RECORDS TO PROCESS section start
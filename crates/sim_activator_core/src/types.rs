//! Domain types shared by the workflow, the stores and the HTTP layer.
//!
//! Field names on the wire are camelCase (`customerEmail`) to match the
//! store-location clients; Rust-side names stay snake_case.

use chrono::{DateTime, Utc};
use serde::{Deserialize, Serialize};

use crate::error::SimActivatorError;

/// Store-assigned identifier of an activation attempt.
pub type AttemptId = i64;

/// Inbound activation request.
#[derive(Debug, Clone, PartialEq, Eq, Serialize, Deserialize)]
#[serde(rename_all = "camelCase")]
pub struct ActivationRequest {
    /// SIM card identifier, opaque.
    pub iccid: String,
    pub customer_email: String,
}

impl ActivationRequest {
    pub fn new(iccid: impl Into<String>, customer_email: impl Into<String>) -> Self {
        Self {
            iccid: iccid.into(),
            customer_email: customer_email.into(),
        }
    }

    /// Both fields are required. Format is not checked.
    pub fn validate(&self) -> Result<(), SimActivatorError> {
        if self.iccid.trim().is_empty() {
            return Err(SimActivatorError::InvalidInput(
                "iccid must not be blank".into(),
            ));
        }
        if self.customer_email.trim().is_empty() {
            return Err(SimActivatorError::InvalidInput(
                "customerEmail must not be blank".into(),
            ));
        }
        Ok(())
    }
}

/// Payload forwarded to the actuator. The actuator only needs the ICCID.
#[derive(Debug, Clone, PartialEq, Eq, Serialize, Deserialize)]
pub struct ActuatorRequest {
    pub iccid: String,
}

/// Body returned by the actuator.
#[derive(Debug, Clone, Copy, PartialEq, Eq, Serialize, Deserialize)]
pub struct ActuatorResponse {
    pub success: bool,
}

/// An activation attempt that has not been persisted yet.
///
/// The workflow builds exactly one of these per request, after the actuator
/// call has completed; only the store turns it into an [`ActivationAttempt`].
#[derive(Debug, Clone, PartialEq, Eq)]
pub struct NewActivationAttempt {
    pub iccid: String,
    pub customer_email: String,
    pub active: bool,
}

/// Persisted record of one activation request and its outcome. Never updated.
#[derive(Debug, Clone, PartialEq, Eq, Serialize, Deserialize)]
pub struct ActivationAttempt {
    pub id: AttemptId,
    pub iccid: String,
    pub customer_email: String,
    pub active: bool,
    pub created_at: DateTime<Utc>,
}

/// Projection served by `GET /query`.
#[derive(Debug, Clone, PartialEq, Eq, Serialize, Deserialize)]
#[serde(rename_all = "camelCase")]
pub struct QueryResponse {
    pub iccid: String,
    pub customer_email: String,
    pub active: bool,
}

impl From<ActivationAttempt> for QueryResponse {
    fn from(attempt: ActivationAttempt) -> Self {
        Self {
            iccid: attempt.iccid,
            customer_email: attempt.customer_email,
            active: attempt.active,
        }
    }
}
RECORDS TO PROCESS section end
=== REQUIRED WORK ===
When the line with "Copy, PartialEq, Eq, Serialize, Deserialize)]" is reached in the data above, begin copying, and stop after the line with "Projection served by"; copy each line exactly, both ends included.

=== WRITTEN SOLUTION ===
#[derive(Debug, Clone, Copy, PartialEq, Eq, Serialize, Deserialize)]
pub struct ActuatorResponse {
    pub success: bool,
}

/// An activation attempt that has not been persisted yet.
///
/// The workflow builds exactly one of these per request, after the actuator
/// call has completed; only the store turns it into an [`ActivationAttempt`].
#[derive(Debug, Clone, PartialEq, Eq)]
pub struct NewActivationAttempt {
    pub iccid: String,
    pub customer_email: String,
    pub active: bool,
}

/// Persisted record of one activation request and its outcome. Never updated.
#[derive(Debug, Clone, PartialEq, Eq, Serialize, Deserialize)]
pub struct ActivationAttempt {
    pub id: AttemptId,
    pub iccid: String,
    pub customer_email: String,
    pub active: bool,
    pub created_at: DateTime<Utc>,
}

/// Projection served by `GET /query`.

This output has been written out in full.